Objectif Soins n° 276 du 01/09/2020

 

Actualités

Anne Lise Favier  

Social

Le ministre de la Santé a dévoilé le 21 juillet les conclusions du Ségur de la santé. Un bilan qui sonne la fin d'un peu plus d'un mois et demi de concertation. Retour sur le feuilleton de l'été.

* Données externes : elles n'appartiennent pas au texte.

//! Repository Adapter: the only part of this crate allowed to invoke git.
//!
//! Every method takes the repository path explicitly and every subprocess is
//! spawned with that path as `current_dir` — nothing here ever mutates the
//! calling process's working directory.

use crate::commit::{CommitArena, CommitData};
use crate::error::{RepoError, Result};
use git_executor::git_command_executor::GitCommandExecutor;
use tracing::instrument;

const FIELD_SEP: char = '\x1f';
const RECORD_SEP: char = '\x1e';

#[derive(Debug, Clone, PartialEq, Eq)]
pub struct Branch {
  pub name: String,
}

/// Outcome of a no-commit cherry-pick: either the changes were staged cleanly,
/// or git left the index in a conflicted state and reported `stderr`.
#[derive(Debug)]
pub enum CherryPickOutcome {
  Applied,
  Conflict { stderr: String },
}

pub struct Repository {
  executor: GitCommandExecutor,
  path: String,
}

impl Repository {
  pub fn new(executor: GitCommandExecutor, path: impl Into<String>) -> Self {
    Self { executor, path: path.into() }
  }

  pub fn path(&self) -> &str {
    &self.path
  }

  pub fn executor(&self) -> &GitCommandExecutor {
    &self.executor
  }

  /// Fails with `DetachedHead` if HEAD does not point at a branch.
  #[instrument(skip(self))]
  pub fn active_branch(&self) -> Result<Branch> {
    match self.executor.execute_command(&["symbolic-ref", "--short", "HEAD"], &self.path) {
      Ok(name) if !name.trim().is_empty() => Ok(Branch { name: name.trim().to_string() }),
      _ => Err(RepoError::DetachedHead),
    }
  }

  #[instrument(skip(self))]
  pub fn branches(&self) -> Result<Vec<Branch>> {
    let lines = self
      .executor
      .execute_command_lines(&["branch", "--format=%(refname:short)"], &self.path)
      .map_err(RepoError::from)?;
    Ok(lines.into_iter().map(|name| Branch { name }).collect())
  }

  /// The upstream tracking branch configured for `branch`, if any.
  #[instrument(skip(self))]
  pub fn tracking_branch_tip(&self, branch: &str) -> Option<String> {
    let upstream_ref = format!("{branch}@{{u}}");
    self.executor.execute_command(&["rev-parse", &upstream_ref], &self.path).ok().filter(|s| !s.is_empty())
  }

  /// Walk commits reachable from `rev`, topological order, newest first.
  #[instrument(skip(self))]
  pub fn walk(&self, rev: &str) -> Result<CommitArena> {
    let format = format!("%H{FIELD_SEP}%P{FIELD_SEP}%T{FIELD_SEP}%an{FIELD_SEP}%ae{FIELD_SEP}%ad{FIELD_SEP}%cn{FIELD_SEP}%ce{FIELD_SEP}%cd{FIELD_SEP}%B{RECORD_SEP}");
    let format_arg = format!("--format={format}");
    let output = self
      .executor
      .execute_command_raw(&["log", "--topo-order", "--date=raw", &format_arg, rev], &self.path)
      .map_err(RepoError::from)?;

    let mut arena = CommitArena::new();
    // Two passes: first insert every commit with hexsha-keyed parents still
    // unresolved to CommitIds, then resolve once every hexsha is known.
    let mut pending: Vec<(CommitData, Vec<String>)> = Vec::new();

    for record in output.split(RECORD_SEP) {
      let record = record.trim_matches('\n');
      if record.is_empty() {
        continue;
      }
      let fields: Vec<&str> = record.splitn(10, FIELD_SEP).collect();
      if fields.len() < 10 {
        continue;
      }
      let (epoch_a, tz_a) = split_raw_date(fields[5]);
      let (epoch_c, tz_c) = split_raw_date(fields[8]);
      let parent_hexshas: Vec<String> = fields[1].split_whitespace().map(str::to_string).collect();
      let data = CommitData {
        hexsha: fields[0].to_string(),
        parents: Vec::new(),
        children: Vec::new(),
        tree: fields[2].to_string(),
        author_name: fields[3].to_string(),
        author_email: fields[4].to_string(),
        authored_date: epoch_a,
        author_tz: tz_a,
        committer_name: fields[6].to_string(),
        committer_email: fields[7].to_string(),
        committed_date: epoch_c,
        committer_tz: tz_c,
        message: fields[9].trim_start_matches('\n').to_string(),
      };
      pending.push((data, parent_hexshas));
    }

    for (data, _) in &pending {
      arena.push(data.clone());
    }
    // Resolve parent hexshas to ids now that every commit has been inserted.
    for (i, (_, parent_hexshas)) in pending.iter().enumerate() {
      let ids: Vec<_> = parent_hexshas.iter().filter_map(|h| arena.id_of(h)).collect();
      arena.set_parents(crate::commit::CommitId::from_index(i), ids);
    }
    arena.link_children();
    Ok(arena)
  }

  /// Fetch a single commit's fields without walking its ancestry.
  #[instrument(skip(self))]
  pub fn commit(&self, hexsha: &str) -> Result<CommitData> {
    let format = format!("%H{FIELD_SEP}%P{FIELD_SEP}%T{FIELD_SEP}%an{FIELD_SEP}%ae{FIELD_SEP}%ad{FIELD_SEP}%cn{FIELD_SEP}%ce{FIELD_SEP}%cd{FIELD_SEP}%B");
    let format_arg = format!("--format={format}");
    let output = self
      .executor
      .execute_command_raw(&["show", "-s", "--date=raw", &format_arg, hexsha], &self.path)
      .map_err(RepoError::from)?;

    let fields: Vec<&str> = output.trim_end_matches('\n').splitn(10, FIELD_SEP).collect();
    if fields.len() < 10 {
      return Err(RepoError::Generic(anyhow::anyhow!("unexpected `git show` output for {hexsha}")));
    }
    let (epoch_a, tz_a) = split_raw_date(fields[5]);
    let (epoch_c, tz_c) = split_raw_date(fields[8]);
    Ok(CommitData {
      hexsha: fields[0].to_string(),
      parents: Vec::new(),
      children: Vec::new(),
      tree: fields[2].to_string(),
      author_name: fields[3].to_string(),
      author_email: fields[4].to_string(),
      authored_date: epoch_a,
      author_tz: tz_a,
      committer_name: fields[6].to_string(),
      committer_email: fields[7].to_string(),
      committed_date: epoch_c,
      committer_tz: tz_c,
      message: fields[9].to_string(),
    })
  }

  #[instrument(skip(self))]
  pub fn tree_blob(&self, tree: &str, path: &str) -> Result<Vec<u8>> {
    let object = format!("{tree}:{path}");
    self.executor.execute_command_bytes(&["cat-file", "-p", &object], &self.path).map_err(RepoError::from)
  }

  #[instrument(skip(self))]
  pub fn is_dirty(&self) -> Result<bool> {
    let out = self.executor.execute_command_raw(&["status", "--porcelain"], &self.path).map_err(RepoError::from)?;
    Ok(!out.trim().is_empty())
  }

  // ---- plumbing used by the replay engine ----

  #[instrument(skip(self))]
  pub fn checkout_force(&self, sha: &str) -> Result<()> {
    self.executor.execute_command(&["checkout", "-f", sha], &self.path).map_err(RepoError::from)?;
    Ok(())
  }

  #[instrument(skip(self))]
  pub fn checkout_branch(&self, name: &str) -> Result<()> {
    self.executor.execute_command(&["checkout", name], &self.path).map_err(RepoError::from)?;
    Ok(())
  }

  /// `checkout <name>`, surfacing failure as `(false, stderr)` instead of an
  /// error so callers can tell a vanished scratch branch apart from any other
  /// git failure.
  #[instrument(skip(self))]
  pub fn try_checkout_branch(&self, name: &str) -> Result<(bool, String)> {
    let (_, stderr, exit) = self.executor.execute_command_with_status(&["checkout", name], &self.path).map_err(RepoError::from)?;
    Ok((exit == 0, stderr))
  }

  #[instrument(skip(self))]
  pub fn rev_parse(&self, rev: &str) -> Result<String> {
    self.executor.execute_command(&["rev-parse", rev], &self.path).map_err(RepoError::from)
  }

  /// Delegates ref-name syntax validation to git itself rather than
  /// reimplementing `check_ref_format`'s rules.
  #[instrument(skip(self))]
  pub fn check_ref_format(&self, refname: &str) -> bool {
    self.executor.execute_command(&["check-ref-format", refname], &self.path).is_ok()
  }

  #[instrument(skip(self))]
  pub fn checkout_new_branch(&self, sha: &str, branch: &str) -> Result<()> {
    self.executor.execute_command(&["checkout", sha, "-b", branch], &self.path).map_err(RepoError::from)?;
    Ok(())
  }

  /// `cherry-pick -n [-m <mainline>] <sha>`, classifying a failed apply as a
  /// conflict rather than a hard error.
  #[instrument(skip(self))]
  pub fn cherry_pick_no_commit(&self, sha: &str, mainline: Option<u32>) -> Result<CherryPickOutcome> {
    let mainline_str = mainline.map(|m| m.to_string());
    let mut args = vec!["cherry-pick", "-n"];
    if let Some(m) = &mainline_str {
      args.push("-m");
      args.push(m);
    }
    args.push(sha);

    let (_, stderr, exit) = self.executor.execute_command_with_status(&args, &self.path).map_err(RepoError::from)?;
    if exit == 0 {
      Ok(CherryPickOutcome::Applied)
    } else if stderr.contains("error: could not apply") || stderr.contains("after resolving the conflicts") {
      Ok(CherryPickOutcome::Conflict { stderr })
    } else {
      Err(RepoError::Generic(anyhow::anyhow!("cherry-pick -n {sha} failed: {stderr}")))
    }
  }

  #[instrument(skip(self))]
  pub fn write_tree(&self) -> Result<String> {
    self.executor.execute_command(&["write-tree"], &self.path).map_err(RepoError::from)
  }

  /// `commit-tree <tree> -p <parent> ... <message on stdin>` with the given
  /// environment overrides (`GIT_AUTHOR_*`/`GIT_COMMITTER_*`).
  #[instrument(skip(self, message, env))]
  pub fn commit_tree(&self, tree: &str, parents: &[&str], message: &[u8], env: &[(&str, &str)]) -> Result<String> {
    let mut args = vec!["commit-tree", tree];
    for p in parents {
      args.push("-p");
      args.push(p);
    }
    self.executor.execute_command_with_env_and_input(&args, &self.path, env, message).map_err(RepoError::from)
  }

  #[instrument(skip(self))]
  pub fn update_ref(&self, reference: &str, sha: &str) -> Result<()> {
    self.executor.execute_command(&["update-ref", reference, sha], &self.path).map_err(RepoError::from)?;
    Ok(())
  }

  /// Force-replaces `new_name` with the current branch (`branch -M
  /// <new_name>`). Only safe when `new_name` is the very branch being
  /// replaced (the step-4 atomic swap of the scratch branch back onto the
  /// original name) - for an actual rename to a different name use
  /// `move_current_branch`, which refuses to clobber an existing branch.
  #[instrument(skip(self))]
  pub fn rename_current_branch(&self, new_name: &str) -> Result<()> {
    self.executor.execute_command(&["branch", "-M", new_name], &self.path).map_err(RepoError::from)?;
    Ok(())
  }

  /// Renames the *current* branch to `new_name` (`branch -m <new_name>`),
  /// failing instead of clobbering if `new_name` already names another
  /// branch.
  #[instrument(skip(self))]
  pub fn move_current_branch(&self, new_name: &str) -> Result<()> {
    self.executor.execute_command(&["branch", "-m", new_name], &self.path).map_err(RepoError::from)?;
    Ok(())
  }

  #[instrument(skip(self))]
  pub fn delete_branch(&self, name: &str) -> Result<()> {
    self.executor.execute_command(&["branch", "-D", name], &self.path).map_err(RepoError::from)?;
    Ok(())
  }

  #[instrument(skip(self))]
  pub fn branch_exists(&self, name: &str) -> bool {
    let reference = format!("refs/heads/{name}");
    self.executor.execute_command(&["show-ref", "--verify", "--quiet", &reference], &self.path).is_ok()
  }

  #[instrument(skip(self))]
  pub fn reset_hard(&self) -> Result<()> {
    self.executor.execute_command(&["reset", "--hard"], &self.path).map_err(RepoError::from)?;
    Ok(())
  }

  /// `status --porcelain`, returned as raw (untrimmed-per-line) lines so two
  /// letter status prefixes stay aligned at fixed columns.
  #[instrument(skip(self))]
  pub fn status_porcelain(&self) -> Result<Vec<String>> {
    let raw = self.executor.execute_command_raw(&["status", "--porcelain"], &self.path).map_err(RepoError::from)?;
    Ok(raw.lines().map(str::to_string).collect())
  }

  #[instrument(skip(self))]
  pub fn diff(&self, a: &str, b: &str) -> Result<String> {
    self.executor.execute_command(&["diff", "--no-color", a, b], &self.path).map_err(RepoError::from)
  }

  #[instrument(skip(self))]
  pub fn rm(&self, path: &str) -> Result<()> {
    self.executor.execute_command(&["rm", path], &self.path).map_err(RepoError::from)?;
    Ok(())
  }

  #[instrument(skip(self))]
  pub fn add(&self, path: &str) -> Result<()> {
    self.executor.execute_command(&["add", path], &self.path).map_err(RepoError::from)?;
    Ok(())
  }
}

/// `--date=raw` prints `"<epoch> <±HHMM>"`; split it into the two spec fields.
fn split_raw_date(raw: &str) -> (i64, String) {
  let mut parts = raw.split_whitespace();
  let epoch = parts.next().and_then(|s| s.parse().ok()).unwrap_or(0);
  let tz = parts.next().unwrap_or("+0000").to_string();
  (epoch, tz)
}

« Nous irons vite, nous irons fort », telle était la promesse faite à la fin du mois de mai par Olivier Véran, ministre de la Santé pour répondre à la nécessité d'une réforme du monde de la santé voulue, au lendemain du déconfinement, par le Président de la République Emmanuel Macron. Le calendrier était serré et déjà on s'interrogeait sur la rapidité à vouloir réformer. Les conclusions devaient être rendues mi-juillet, cela laissait-il le temps à la discussion ? Le chantier, vaste et délicat, consistait à mener une « grande concertation avec les acteurs du système de santé » en tirant « collectivement les leçons de l'épreuve traversée avec la crise sanitaire pour ensuite bâtir les fondations d'un système de santé encore plus moderne, plus résilient, plus innovant, plus souple et plus à l'écoute des professionnels, des usagers et des territoires ». A la barre, Nicole Notat, ex-secrétaire générale de la CFDT, qui recevait la délicate mission d'animer ce Ségur. Sur la table, des négociations autour de la revalorisation des salaires et des carrières, mais aussi un assouplissement des 35 heures – une mesure qui divise – et un rééquilibrage de la gouvernance en faveur des médecins. Et bien sûr, plus de moyens pour l'hôpital avec moins de fermetures de lits, plus d'investissements et la fin voulue – par les professionnels de santé – de la tarification à l'activité (T2A) qui a profondément modifié le fonctionnement de l'hôpital depuis sa mise en œuvre en 2004.

En somme un « new deal pour la santé » comme l'appelait de ses vœux la Fédération hospitalière de France fin mai.

D'âpres discussions...

Très vite, les langues se délient et beaucoup pensent que ça ne sera qu'un énième plan de plus sans réelles mesures. Il faut dire que les primes Covid, le défilé hommage du 14 juillet ou l'idée d'une médaille commençaient sérieusement à en agacer plus d'un : « on veut des moyens, on veut de la considération, mais pas ponctuellement ou sous forme de décoration », scandait-on dans les rangs des soignants. Car ce Ségur, il faut le dire, concerne principalement le monde hospitalier, là où les dysfonctionnements, les manques et les difficultés se sont fait le plus sentir pendant la crise sanitaire : « ce que nous craignions tous est advenu : un cataclysme. L'épidémie de Covid s'est abattue sur la nation, plaçant l'hôpital public fragile, démuni, désossé, en première ligne », témoignait ainsi un collectif de soignants dans une tribune publiée dans le journal Libération le 25 mai, appelant de ses vœux un « programme de santé des jours heureux ».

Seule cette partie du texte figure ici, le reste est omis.